My old wedges were a reliable 56° Titleist DCI Black which was great from the sand but which had too much bounce for play from the fairway. Early last year I added a 60° oil-can Vokey to my arsenal and saw my scores drop. For this review, I’ve been using both a SM56.10 (56° of loft with 10° bounce) and SM60.04 (60° loft, 4° bounce) to replace my sand wedge and lob wedge.
The clubs performed admirably on full shots from the fairway and rough, particularly from wet or dewy grass. I was able to control the trajectory, spin, and distances more easily as I could with my former wedges.

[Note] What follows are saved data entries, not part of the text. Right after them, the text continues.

//! Error types for statistical operations
//!
//! Failures from the underlying numeric routines are wrapped at the
//! boundary into a small closed set of variants instead of escaping as
//! dependency-specific errors.

use thiserror::Error;

/// Error type for sample statistics and interval estimation
#[derive(Error, Debug)]
pub enum Error {
    /// The sample itself is unusable (empty, or contains NaN/infinite values)
    #[error("Invalid sample: {0}")]
    InvalidSample(String),

    /// The sample is too small for the requested operation
    #[error("Insufficient data: expected at least {expected} samples, got {actual}")]
    InsufficientData { expected: usize, actual: usize },

    /// Confidence level outside the open interval (0, 1)
    #[error("Invalid confidence level: {0} (must be in (0, 1))")]
    InvalidConfidenceLevel(f64),

    /// Numerical computation error
    #[error("Computation error: {0}")]
    Computation(String),
}

/// Result type alias using our Error type
pub type Result<T> = std::result::Result<T, Error>;

impl Error {
    /// Create an error for empty input
    pub fn empty_sample() -> Self {
        Self::InvalidSample("sample is empty".to_string())
    }

    /// Create an error for NaN/Inf values
    pub fn non_finite() -> Self {
        Self::InvalidSample("sample contains NaN or infinite values".to_string())
    }
}

#[cfg(test)]
mod tests {
    use super::*;

    #[test]
    fn test_error_display() {
        let err = Error::InvalidSample("sample is empty".to_string());
        assert_eq!(err.to_string(), "Invalid sample: sample is empty");

        let err = Error::InsufficientData {
            expected: 3,
            actual: 2,
        };
        assert_eq!(
            err.to_string(),
            "Insufficient data: expected at least 3 samples, got 2"
        );

        let err = Error::InvalidConfidenceLevel(1.5);
        assert_eq!(
            err.to_string(),
            "Invalid confidence level: 1.5 (must be in (0, 1))"
        );

        let err = Error::Computation("zero range".to_string());
        assert_eq!(err.to_string(), "Computation error: zero range");
    }

    #[test]
    fn test_error_helpers() {
        match Error::empty_sample() {
            Error::InvalidSample(msg) => assert!(msg.contains("empty")),
            _ => panic!("Wrong error type"),
        }

        match Error::non_finite() {
            Error::InvalidSample(msg) => assert!(msg.contains("NaN")),
            _ => panic!("Wrong error type"),
        }
    }
}
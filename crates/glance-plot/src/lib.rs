//! Dark-themed chart rendering over Polars DataFrames
//!
//! Four chart kinds (bar, histogram, scatter, box) drawn through
//! `plotters` with one fixed visual [`Theme`]. The theme is a plain value
//! held by the [`ChartRenderer`]; nothing global is mutated, so renderers
//! are freely shareable.
//!
//! Charts are written to a caller-supplied file path; a missing or
//! unusable column fails with a typed error before any file is created.
//!
//! # Example
//!
//! ```rust,no_run
//! use glance_plot::{ChartRenderer, DEFAULT_BINS};
//! use polars::prelude::*;
//!
//! let df = df![
//!     "region" => ["North", "South", "East", "West"],
//!     "revenue" => [120.0, 80.0, 95.5, 143.0],
//! ]?;
//!
//! let renderer = ChartRenderer::new();
//! renderer.bar(&df, "region", "revenue", Some("Revenue by region"), "bar.png")?;
//! renderer.histogram(&df, "revenue", DEFAULT_BINS, None, "hist.png")?;
//! # Ok::<(), Box<dyn std::error::Error>>(())
//! ```

mod data;
mod error;
mod render;
mod theme;

pub use error::{Error, Result};
pub use render::{ChartRenderer, DEFAULT_BINS};
pub use theme::Theme;
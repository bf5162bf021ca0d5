//! Console transcript writer shared by every demo.
//!
//! Demos never call `println!` directly: they write through a [`Console`], so
//! the same code drives stdout in the binaries and an in-memory buffer in tests.

use std::fmt::Display;
use std::io::{self, StdoutLock, Write};

use colored::Colorize;

pub struct Console<W: Write> {
    out: W,
    color: bool,
}

impl Console<StdoutLock<'static>> {
    /// Colored output on a locked stdout. `colored` still honors `NO_COLOR`
    /// and drops styling when stdout is not a terminal.
    pub fn stdout() -> Self {
        Console::new(io::stdout().lock(), true)
    }
}

impl Console<Vec<u8>> {
    /// Plain-text capture for tests.
    pub fn capture() -> Self {
        Console::new(Vec::new(), false)
    }

    pub fn transcript(&self) -> String {
        String::from_utf8_lossy(&self.out).into_owned()
    }

    pub fn lines(&self) -> Vec<String> {
        self.transcript().lines().map(str::to_owned).collect()
    }
}

impl<W: Write> Console<W> {
    pub fn new(out: W, color: bool) -> Self {
        Self { out, color }
    }

    pub fn line(&mut self, text: impl Display) -> io::Result<()> {
        writeln!(self.out, "{text}")
    }

    pub fn blank(&mut self) -> io::Result<()> {
        writeln!(self.out)
    }

    /// `=== Title ===`
    pub fn heading(&mut self, title: impl Display) -> io::Result<()> {
        let text = format!("=== {title} ===");
        if self.color {
            writeln!(self.out, "{}", text.bold().cyan())
        } else {
            writeln!(self.out, "{text}")
        }
    }

    /// `--- Title ---`
    pub fn subheading(&mut self, title: impl Display) -> io::Result<()> {
        let text = format!("--- {title} ---");
        if self.color {
            writeln!(self.out, "{}", text.bold())
        } else {
            writeln!(self.out, "{text}")
        }
    }

    pub fn success(&mut self, text: impl Display) -> io::Result<()> {
        let text = format!("✓ {text}");
        if self.color {
            writeln!(self.out, "{}", text.green())
        } else {
            writeln!(self.out, "{text}")
        }
    }

    pub fn failure(&mut self, text: impl Display) -> io::Result<()> {
        let text = format!("✗ {text}");
        if self.color {
            writeln!(self.out, "{}", text.red())
        } else {
            writeln!(self.out, "{text}")
        }
    }

    /// `Error: <message>` for a rejected business operation.
    pub fn error(&mut self, err: impl Display) -> io::Result<()> {
        let text = format!("Error: {err}");
        if self.color {
            writeln!(self.out, "{}", text.red())
        } else {
            writeln!(self.out, "{text}")
        }
    }

    pub fn flush(&mut self) -> io::Result<()> {
        self.out.flush()
    }
}
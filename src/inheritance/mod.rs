//! Chapter 3: Inheritance, the Rust way
//!
//! No base classes: shared state is a struct the variants hold, shared
//! behavior is a trait with default methods, and "final" behavior is a
//! blanket-implemented extension trait or an inherent method on `dyn Trait`.

pub mod dispatch;
pub mod employee;
pub mod vehicle;
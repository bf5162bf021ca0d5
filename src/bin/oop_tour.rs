//! Runs every chapter's demo in order.
//!
//! Run with: cargo run --bin oop_tour

use anyhow::Context;
use oop_concepts::{logging, tour, Console, DemoConfig};

fn main() -> anyhow::Result<()> {
    logging::init();
    let config = DemoConfig::embedded().context("loading embedded demo config")?;

    let mut console = Console::stdout();
    tour::run_all(&mut console, &config)?;
    console.flush()?;
    Ok(())
}
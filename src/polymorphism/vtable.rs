//! Pattern 3: What dynamic dispatch costs
//! Example: Zero-sized variants and two-word trait object handles
//!
//! Run with: cargo run --bin polymorphism_03_vtable
//!
//! The variants below carry no data, so they take no space at all. The vtable
//! pointer lives in the handle (`&dyn Drawable`, `Box<dyn Drawable>`), not in
//! the object: a trait object handle is a data pointer plus a vtable pointer.

use std::io::{self, Write};
use std::mem::size_of;

use crate::console::Console;

pub trait Drawable {
    fn draw(&self) -> String;
    fn rotate(&self, degrees: i32) -> Vec<String>;
}

#[derive(Debug, Clone, Copy, Default)]
pub struct Circle;

impl Drawable for Circle {
    fn draw(&self) -> String {
        "Drawing circle".to_string()
    }

    fn rotate(&self, degrees: i32) -> Vec<String> {
        vec![
            format!("Rotating circle {degrees} degrees"),
            "(Note: rotation has no visual effect on circle)".to_string(),
        ]
    }
}

#[derive(Debug, Clone, Copy, Default)]
pub struct Square;

impl Drawable for Square {
    fn draw(&self) -> String {
        "Drawing square".to_string()
    }

    fn rotate(&self, degrees: i32) -> Vec<String> {
        vec![format!("Rotating square {degrees} degrees")]
    }
}

#[derive(Debug, Clone, Copy, Default)]
pub struct Triangle;

impl Drawable for Triangle {
    fn draw(&self) -> String {
        "Drawing triangle".to_string()
    }

    fn rotate(&self, degrees: i32) -> Vec<String> {
        vec![format!("Rotating triangle {degrees} degrees")]
    }
}

#[derive(Debug, Clone, Copy, PartialEq, Eq)]
pub struct DispatchSizes {
    pub variant: usize,
    pub thin_ref: usize,
    pub dyn_ref: usize,
    pub boxed_dyn: usize,
}

pub fn dispatch_sizes() -> DispatchSizes {
    DispatchSizes {
        variant: size_of::<Circle>(),
        thin_ref: size_of::<&Circle>(),
        dyn_ref: size_of::<&dyn Drawable>(),
        boxed_dyn: size_of::<Box<dyn Drawable>>(),
    }
}

pub fn demo<W: Write>(console: &mut Console<W>, degrees: i32) -> io::Result<()> {
    let circle = Circle;
    let square = Square;
    let triangle = Triangle;

    console.heading("Object Information")?;
    console.line(format!("Circle size: {} bytes", size_of::<Circle>()))?;
    console.line(format!("Square size: {} bytes", size_of::<Square>()))?;
    console.line(format!("Triangle size: {} bytes", size_of::<Triangle>()))?;

    let sizes = dispatch_sizes();
    console.line(format!("&Circle size: {} bytes", sizes.thin_ref))?;
    console.line(format!(
        "&dyn Drawable size: {} bytes (data pointer + vtable pointer)",
        sizes.dyn_ref
    ))?;
    console.line(format!("Box<dyn Drawable> size: {} bytes", sizes.boxed_dyn))?;

    let shapes: [&dyn Drawable; 3] = [&circle, &square, &triangle];

    console.blank()?;
    console.line("Drawing all shapes:")?;
    for shape in shapes {
        console.line(shape.draw())?;
    }

    console.blank()?;
    console.line(format!("Rotating all shapes by {degrees} degrees:"))?;
    for shape in shapes {
        for line in shape.rotate(degrees) {
            console.line(line)?;
        }
    }
    Ok(())
}
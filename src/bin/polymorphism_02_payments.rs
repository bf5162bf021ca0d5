//! Chapter 4, Pattern 2: checkout over a payment processor contract
//!
//! Run with: cargo run --bin polymorphism_02_payments

use anyhow::Context;
use oop_concepts::polymorphism::payment;
use oop_concepts::{logging, Console, DemoConfig};

fn main() -> anyhow::Result<()> {
    logging::init();
    let config = DemoConfig::embedded().context("loading embedded demo config")?;

    let mut console = Console::stdout();
    payment::demo(&mut console, &config.checkout)?;
    console.flush()?;
    Ok(())
}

The 10° bounce on the SM56.10 didn’t get in the way when I opened the blade a little, nor did it bounce excessively off of hardpan lies. The SM60.04, naturally, performed even better and allowed for an even greater variety of full swings. On full shots, these clubs performed as I’ve come to expect a Vokey wedge to perform – with precision, accuracy, control, and feel.
However, the short shots are where these clubs really shine. I remember watching Padraig Harrington in a playoff against Vijay Singh at the Honda Classic clipping pitch shots from the light rough around the greens. One hop and they’d stop dead. Commentator Johnny Miller said “he must have some new grooves on those wedges.” I wished to myself that I had the ability to hit shots like that.
You can guess where this is going: the Spin Milled Vokey wedges give me that ability. I, like Padraig, play the Titleist Pro V1x, and the combination of the V1x and the spin milled wedges provided surprising stopping power around the greens. “Bounce and check” chip shots are easily controlled, as are pitches from thick greenside rough. Perhaps my favorite place to use the wedges are from bunkers. A steep angle of approach produces enough spin to back up bunker shots without sacrificing the ability to play a low running bunker shot with a shallower angle of attack.
One day I tried the Pro V1, the higher spinning, softer version of Titleist’s top-of-the-line golf ball. With these wedges I was backing up shots with ease. No, not 100-yard sand wedges or 75-yard lob wedges. No sir. I hit one shot from the light rough to a pin 20 yards away. It bounced once, bounced twice, and spun back two feet! From 20 yards! I dropped ten more balls and played shots from 15 to 30 yards and was able to get all of them to suck back from slightly moist light rough! The spin these wedges generate is amazing.
The only downside to these high-spinning wedges remains a common one amongst all high-spinning wedges with sharp grooves: ball wear. Spin Milled Vokeys will shred some balls with softer covers. I rarely hit a full wedge shot, so my V1xs survive quite a few holes. But hit a hard lob wedge from 75 yards with a V1, a BlackMAX, or a B330-S and you’ll probably be putting a new ball in play on the next tee. That’s just the way it is.
I’ve played close to 50 rounds of golf with my wedges so far and have hit at least 1000 shots with each. The grooves remain sharp, the finish remains nearly intact, and the circular milling marks are still quite evident, indicating a lack of wear. These clubs will last awhile, which is a good thing, as I don’t plan on giving them up anytime soon!
Bob Vokey wedges are used by countless touring professionals (well, not countless…) on every major professional and amateur tour in the world. I’m the first to admit that wedges are a very personal thing, and I’m not certain I could ever play the “spoony” looking Cleveland wedges. The Spin Milled Vokey wedges combine a classic teardrop shape with advanced milling techniques to create a wedge that performs and looks as if it will perform.
These wedges allow for a standard bevy of full shots (knockdowns, high soft lobs, punches, and standard full shots) while providing extra spin on short shots around the greens, from the rough, and in bunkers. They belong in the hands of players who know how to get the most from their wedges.